Experimental results show that the random forest models achieved the best performances with 0.792 area under the receiver operating characteristic curve (AUC) value and 0.456 average precision (AP) value for pN2 LNM prediction and 0.768 AUC value and 0.524 AP value for pN1&N2 LNM prediction. And all machine learning models outperformed the size criteria and clinician's evaluation. The concordance correlation between the random forest models using NLP-extracted features and gold standard features is 0.950 and improved to 0.984 when the top 5 important NLP-extracted features were replaced with gold standard features.
The LNM models developed can achieve competitive performance using only limited EMR data such as CT reports and tumor markers in comparison with the clinician's evaluation. The multiturn question answering NLP model can extract features effectively to support the development of LNM prediction models, which may facilitate the clinical application of predictive models.
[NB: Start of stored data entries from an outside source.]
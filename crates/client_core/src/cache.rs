use std::collections::HashMap;
use std::sync::Mutex;

use shared::domain::{Contact, ContactKind, Gender};
use tracing::{debug, warn};

/// Thread-safe mirror of the remote contact graph, keyed by identity.
///
/// Every operation is a short in-memory critical section; the lock is never
/// held across I/O or an await point.
#[derive(Default)]
pub struct ContactCache {
    contacts: Mutex<HashMap<String, Contact>>,
}

impl ContactCache {
    pub fn new() -> Self {
        Self::default()
    }

    /// Insert or replace the record with the contact's identity. Last write
    /// wins; fields are never merged. A record with an empty identity is
    /// logged and dropped.
    pub fn upsert(&self, contact: Contact) {
        if contact.user_name.is_empty() {
            warn!(nick_name = %contact.nick_name, "dropping contact without identity");
            return;
        }
        let mut contacts = self.contacts.lock().expect("contact cache poisoned");
        if let Some(old) = contacts.get(&contact.user_name) {
            debug!(
                user_name = %contact.user_name,
                old_nick = %old.nick_name,
                new_nick = %contact.nick_name,
                "replacing cached contact"
            );
        }
        contacts.insert(contact.user_name.clone(), contact);
    }

    pub fn remove(&self, user_name: &str) {
        let mut contacts = self.contacts.lock().expect("contact cache poisoned");
        contacts.remove(user_name);
    }

    pub fn lookup(&self, user_name: &str) -> Option<Contact> {
        let contacts = self.contacts.lock().expect("contact cache poisoned");
        contacts.get(user_name).cloned()
    }

    pub fn contains(&self, user_name: &str) -> bool {
        let contacts = self.contacts.lock().expect("contact cache poisoned");
        contacts.contains_key(user_name)
    }

    /// `true` when the identity is cached as a direct friend (including one
    /// that is also a group member).
    pub fn is_friend(&self, user_name: &str) -> bool {
        let contacts = self.contacts.lock().expect("contact cache poisoned");
        matches!(
            contacts.get(user_name).map(|c| c.kind),
            Some(ContactKind::Friend) | Some(ContactKind::FriendAndMember)
        )
    }

    /// Exact-nickname search with optional filters; `None` filter values
    /// match anything. An empty result set is `None`, not an error.
    pub fn search(
        &self,
        nick_name: &str,
        city: Option<&str>,
        gender: Option<Gender>,
        kind: Option<ContactKind>,
    ) -> Option<Vec<Contact>> {
        let contacts = self.contacts.lock().expect("contact cache poisoned");
        let found: Vec<Contact> = contacts
            .values()
            .filter(|c| c.nick_name == nick_name)
            .filter(|c| city.map_or(true, |city| city.is_empty() || c.city == city))
            .filter(|c| gender.map_or(true, |g| c.gender == g))
            .filter(|c| kind.map_or(true, |k| c.kind == k))
            .cloned()
            .collect();
        if found.is_empty() {
            None
        } else {
            Some(found)
        }
    }

    /// Full-sync commit: clears and repopulates under one lock acquisition,
    /// so a concurrent reader observes either the old or the new state.
    pub fn replace_all(&self, batch: Vec<Contact>) {
        let mut contacts = self.contacts.lock().expect("contact cache poisoned");
        contacts.clear();
        for contact in batch {
            if contact.user_name.is_empty() {
                warn!(nick_name = %contact.nick_name, "dropping contact without identity");
                continue;
            }
            contacts.insert(contact.user_name.clone(), contact);
        }
        debug!(count = contacts.len(), "contact cache rebuilt");
    }

    /// Ordered member roster of a cached group; `None` when the group is
    /// unknown.
    pub fn members_of(&self, group_user_name: &str) -> Option<Vec<Contact>> {
        let contacts = self.contacts.lock().expect("contact cache poisoned");
        contacts
            .get(group_user_name)
            .map(|group| group.members.clone())
    }

    pub fn all(&self) -> Vec<Contact> {
        let contacts = self.contacts.lock().expect("contact cache poisoned");
        contacts.values().cloned().collect()
    }

    pub fn len(&self) -> usize {
        self.contacts.lock().expect("contact cache poisoned").len()
    }

    pub fn is_empty(&self) -> bool {
        self.len() == 0
    }
}

#[cfg(test)]
mod tests {
    use super::*;

    fn contact(user_name: &str, nick: &str, kind: ContactKind) -> Contact {
        Contact {
            user_name: user_name.into(),
            nick_name: nick.into(),
            remark_name: String::new(),
            display_name: String::new(),
            alias: String::new(),
            avatar_url: String::new(),
            gender: Gender::Unknown,
            signature: String::new(),
            province: String::new(),
            city: String::new(),
            verify_flag: 0,
            contact_flag: 0,
            kind,
            members: Vec::new(),
        }
    }

    #[test]
    fn upsert_then_lookup_returns_latest_record() {
        let cache = ContactCache::new();
        cache.upsert(contact("friend1", "Alice", ContactKind::Friend));
        cache.upsert(contact("friend1", "Alice Renamed", ContactKind::Friend));

        assert_eq!(cache.len(), 1);
        let got = cache.lookup("friend1").expect("cached");
        assert_eq!(got.nick_name, "Alice Renamed");
    }

    #[test]
    fn empty_identity_is_dropped_silently() {
        let cache = ContactCache::new();
        cache.upsert(contact("", "ghost", ContactKind::Friend));
        assert!(cache.is_empty());
    }

    #[test]
    fn remove_is_idempotent() {
        let cache = ContactCache::new();
        cache.upsert(contact("friend1", "Alice", ContactKind::Friend));
        cache.remove("friend1");
        cache.remove("friend1");
        assert!(cache.lookup("friend1").is_none());
    }

    #[test]
    fn search_applies_optional_filters() {
        let cache = ContactCache::new();
        let mut alice = contact("friend1", "Alice", ContactKind::Friend);
        alice.city = "Chaoyang".into();
        alice.gender = Gender::Female;
        cache.upsert(alice);
        let mut bob = contact("friend2", "Alice", ContactKind::Friend);
        bob.city = "Haidian".into();
        bob.gender = Gender::Male;
        cache.upsert(bob);

        let any = cache.search("Alice", None, None, None).expect("found");
        assert_eq!(any.len(), 2);

        let by_city = cache
            .search("Alice", Some("Chaoyang"), None, None)
            .expect("found");
        assert_eq!(by_city.len(), 1);
        assert_eq!(by_city[0].user_name, "friend1");

        let by_gender = cache
            .search("Alice", None, Some(Gender::Male), None)
            .expect("found");
        assert_eq!(by_gender[0].user_name, "friend2");

        assert!(cache
            .search("Alice", None, None, Some(ContactKind::Group))
            .is_none());
        assert!(cache.search("Nobody", None, None, None).is_none());
    }

    #[test]
    fn members_of_returns_roster_in_order() {
        let cache = ContactCache::new();
        let mut group = contact("@@room1", "room", ContactKind::Group);
        group.members = vec![
            contact("member1", "m1", ContactKind::Member),
            contact("member2", "m2", ContactKind::Member),
        ];
        cache.upsert(group);

        let members = cache.members_of("@@room1").expect("cached group");
        let names: Vec<&str> = members.iter().map(|m| m.user_name.as_str()).collect();
        assert_eq!(names, ["member1", "member2"]);
        assert!(cache.members_of("@@missing").is_none());
    }

    #[test]
    fn replace_all_swaps_the_whole_view() {
        let cache = ContactCache::new();
        cache.upsert(contact("old1", "Old", ContactKind::Friend));

        cache.replace_all(vec![
            contact("new1", "New", ContactKind::Friend),
            contact("new2", "New", ContactKind::Friend),
        ]);

        assert!(cache.lookup("old1").is_none());
        assert_eq!(cache.len(), 2);
    }

    #[test]
    fn replace_all_is_atomic_under_a_concurrent_reader() {
        use std::sync::Arc;
        use std::thread;

        let cache = Arc::new(ContactCache::new());
        let first: Vec<Contact> = (0..100)
            .map(|i| contact(&format!("a{i}"), "A", ContactKind::Friend))
            .collect();
        let second: Vec<Contact> = (0..100)
            .map(|i| contact(&format!("b{i}"), "B", ContactKind::Friend))
            .collect();
        cache.replace_all(first.clone());

        let reader = {
            let cache = Arc::clone(&cache);
            thread::spawn(move || {
                for _ in 0..500 {
                    let snapshot = cache.all();
                    assert_eq!(snapshot.len(), 100);
                    let all_a = snapshot.iter().all(|c| c.user_name.starts_with('a'));
                    let all_b = snapshot.iter().all(|c| c.user_name.starts_with('b'));
                    assert!(all_a || all_b, "observed a partially-applied batch");
                }
            })
        };

        for _ in 0..50 {
            cache.replace_all(second.clone());
            cache.replace_all(first.clone());
        }

        reader.join().expect("reader");
    }
}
淋巴结转移(LNM)对于可切除的非小细胞肺癌患者的治疗决策至关重要,但术前精确诊断较为困难。电子病历(EMR)包含大量有关LNM的有价值信息,但一些关键信息以自由文本形式记录,这阻碍了其二次利用。
本研究旨在使用自然语言处理(NLP)和机器学习算法,基于EMR开发LNM预测模型。
我们开发了一个多轮问答NLP模型,以从计算机断层扫描(CT)报告中提取有关原发性肿瘤和淋巴结的特征。然后,我们将这些特征与其他结构化临床特征相结合,使用机器学习算法开发LNM预测模型。我们进行了广泛的实验,以探索预测模型的有效性,并将其与基于CT图像结果的大小标准(淋巴结最大短轴直径>10mm被视为转移淋巴结)和临床医生的评估进行比较。由于NLP模型可能会错误地提取特征,我们还计算了使用NLP提取特征的模型预测概率与金标准特征之间的一致性相关性,以探索NLP驱动的自动提取的影响。
实验结果表明,随机森林模型在预测pN2 LNM时,受试者工作特征曲线(AUC)下面积为0.792,平均精度(AP)值为0.456;在预测pN1&N2 LNM时,AUC值为0.768,AP值为0.524,表现最佳。所有机器学习模型均优于大小标准和临床医生的评估。使用NLP提取特征的随机森林模型与金标准特征之间的一致性相关性为0.950,当用金标准特征替换前5个重要的NLP提取特征时,一致性相关性提高到0.984。
与临床医生的评估相比,开发的LNM模型仅使用有限的EMR数据(如CT报告和肿瘤标志物)就能实现有竞争力的性能。多轮问答NLP模型可以有效地提取特征,以支持LNM预测模型的开发,这可能有助于预测模型的临床应用。